[INFORMATION SHOWN Boundary: Start]
//! Collaborator contracts for rotation, and the typed-to-erased bridge the
//! scheduler drives entity batches through.

use std::sync::Arc;

use tracing::warn;

use crate::errors::Result;
use crate::keys::CryptoKey;
use crate::protect::EntityProtector;
use crate::rekey::overlay::KeyOverlay;
use crate::rekey::tracker::{ProgressTracker, RekeyOutcome};

/// Persistence boundary for one rekeyable entity type.
///
/// Implementations own the storage queries; this crate only defines what it
/// asks for. Both finders are expected to return at most `limit` records and
/// an empty vector once nothing qualifies.
pub trait RekeyService<T>: Send + Sync {
    /// Stable name of the entity type, for logs and notifications.
    fn entity_type(&self) -> &str;

    /// Records of `key`'s tenant whose protection does not yet use `key`.
    /// Candidate source for KEY_ON passes.
    fn find_records_not_using_crypto_key(&self, key: &CryptoKey, limit: usize) -> Result<Vec<T>>;

    /// Records still protected under `key`. Candidate source for KEY_OFF
    /// passes and the zero-reference check before deletion.
    fn find_records_using_crypto_key(&self, key: &CryptoKey, limit: usize) -> Result<Vec<T>>;

    /// Persist one re-protected batch. Atomicity is the implementation's
    /// concern; a failure here counts as one rekey failure.
    fn save(&self, records: Vec<T>) -> Result<()>;

    /// Final counts for the tenant once its run completes or aborts.
    fn notify(&self, tenant_id: &str, outcome: &RekeyOutcome) -> Result<()>;

    /// Drop persisted hash entries computed under keys outside `surviving`.
    fn purge_redundant_hmacs(&self, tenant_id: &str, surviving_key_ids: &[String]) -> Result<()>;
}

/// Key lifecycle authority; the scheduler only ever asks it to delete.
pub trait RekeyCryptoKeyManager: Send + Sync {
    fn delete_key(&self, key_id: &str) -> Result<()>;
}

/// Which records a pass targets.
pub(crate) enum BatchQuery<'a> {
    /// Records not yet on the key (KEY_ON promotion).
    NotUsing(&'a CryptoKey),
    /// Records still on the key (KEY_OFF retirement).
    Using(&'a CryptoKey),
}

impl BatchQuery<'_> {
    pub(crate) fn key(&self) -> &CryptoKey {
        match self {
            BatchQuery::NotUsing(key) | BatchQuery::Using(key) => key,
        }
    }
}

pub(crate) struct BatchOutcome {
    pub(crate) fetched: usize,
    pub(crate) saved: usize,
}

/// One entity type as the scheduler sees it, with the record type erased.
pub(crate) trait RekeyTargetOps: Send + Sync {
    fn entity_type(&self) -> &str;

    /// Fetch one batch, decrypt-then-reprotect each record under the
    /// overlay, save the survivors, and record progress. A record that
    /// cannot reach the target key set counts as a failure and is not
    /// saved. `fetched == 0` means the pass is complete for this target.
    fn process_batch(
        &self,
        tenant_id: &str,
        query: &BatchQuery<'_>,
        overlay: &KeyOverlay,
        batch_size: usize,
        tracker: &ProgressTracker,
    ) -> Result<BatchOutcome>;

    fn has_records_using(&self, key: &CryptoKey) -> Result<bool>;

    fn notify(&self, tenant_id: &str, outcome: &RekeyOutcome) -> Result<()>;

    fn purge_redundant_hmacs(&self, tenant_id: &str, surviving_key_ids: &[String]) -> Result<()>;
}

/// Binds a typed `RekeyService` to the protector.
pub(crate) struct TypedRekeyTarget<T: 'static> {
    service: Arc<dyn RekeyService<T>>,
    protector: Arc<EntityProtector>,
}

impl<T: 'static> TypedRekeyTarget<T> {
    pub(crate) fn new(service: Arc<dyn RekeyService<T>>, protector: Arc<EntityProtector>) -> Self {
        Self { service, protector }
    }
}

impl<T: 'static> RekeyTargetOps for TypedRekeyTarget<T> {
    fn entity_type(&self) -> &str {
        self.service.entity_type()
    }

    fn process_batch(
        &self,
        tenant_id: &str,
        query: &BatchQuery<'_>,
        overlay: &KeyOverlay,
        batch_size: usize,
        tracker: &ProgressTracker,
    ) -> Result<BatchOutcome> {
        let key = query.key();
        let records = match query {
            BatchQuery::NotUsing(key) => self
                .service
                .find_records_not_using_crypto_key(key, batch_size)?,
            BatchQuery::Using(key) => self.service.find_records_using_crypto_key(key, batch_size)?,
        };
        let fetched = records.len();
        if fetched == 0 {
            return Ok(BatchOutcome { fetched: 0, saved: 0 });
        }

        let mut survivors = Vec::with_capacity(fetched);
        let mut failed = 0u64;
        for mut record in records {
            let reprotect = self
                .protector
                .restore(&mut record)
                .and_then(|()| self.protector.protect_with(tenant_id, &mut record, Some(overlay)));
            match reprotect {
                // A record that still does not match the target key set
                // would requalify for the same query next batch; saving it
                // unchanged keeps the pass from ever draining.
                Ok(()) => {
                    let rekeyed = match query {
                        BatchQuery::NotUsing(key) => self.protector.uses_key(&record, key)?,
                        BatchQuery::Using(key) => !self.protector.uses_key(&record, key)?,
                    };
                    if rekeyed {
                        survivors.push(record);
                    } else {
                        failed += 1;
                        warn!(
                            entity = self.entity_type(),
                            tenant = tenant_id,
                            key = %key.id,
                            "record cannot take the target key set; skipping"
                        );
                    }
                }
                Err(e) => {
                    failed += 1;
                    warn!(
                        entity = self.entity_type(),
                        tenant = tenant_id,
                        key = %key.id,
                        "record reprotect failed: {e}"
                    );
                }
            }
        }

        let mut saved = 0;
        if !survivors.is_empty() {
            let count = survivors.len();
            match self.service.save(survivors) {
                Ok(()) => saved = count,
                Err(e) => {
                    // One failure for the whole batch, not one per record.
                    failed += 1;
                    warn!(
                        entity = self.entity_type(),
                        tenant = tenant_id,
                        "batch save failed: {e}"
                    );
                }
            }
        }

        tracker.record_batch(tenant_id, &key.id, saved as u64, failed);
        Ok(BatchOutcome { fetched, saved })
    }

    fn has_records_using(&self, key: &CryptoKey) -> Result<bool> {
        Ok(!self.service.find_records_using_crypto_key(key, 1)?.is_empty())
    }

    fn notify(&self, tenant_id: &str, outcome: &RekeyOutcome) -> Result<()> {
        self.service.notify(tenant_id, outcome)
    }

    fn purge_redundant_hmacs(&self, tenant_id: &str, surviving_key_ids: &[String]) -> Result<()> {
        self.service.purge_redundant_hmacs(tenant_id, surviving_key_ids)
    }
}
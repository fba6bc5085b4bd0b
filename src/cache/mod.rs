//! Ephemeral key caching.
//!
//! This module provides:
//! - `EphemeralKeyCache`: TTL store with sliding keyed entries and an
//!   absolute-expiry "current" slot (`ephemeral`)
//! - `KeyVault` and `CachedWrappedKeyHolder`: per-entry-encrypted storage for
//!   raw key bytes with scoped acquire/release (`vault`)

pub mod ephemeral;
pub mod vault;

// Re-export the most commonly used items.
pub use ephemeral::EphemeralKeyCache;
pub use vault::{CachedWrappedKeyHolder, KeyVault};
[INFORMATION SHOWN Boundary: End]
> **EXERCISE**: Using only the entries above, output the line with "use crate::rekey::overlay::KeyOverlay;", the line with "pub trait RekeyService<T>: Send", and all lines between them, exactly as they stand.

> **RESULT FOR THIS TASK**:
use crate::rekey::overlay::KeyOverlay;
use crate::rekey::tracker::{ProgressTracker, RekeyOutcome};

/// Persistence boundary for one rekeyable entity type.
///
/// Implementations own the storage queries; this crate only defines what it
/// asks for. Both finders are expected to return at most `limit` records and
/// an empty vector once nothing qualifies.
pub trait RekeyService<T>: Send + Sync {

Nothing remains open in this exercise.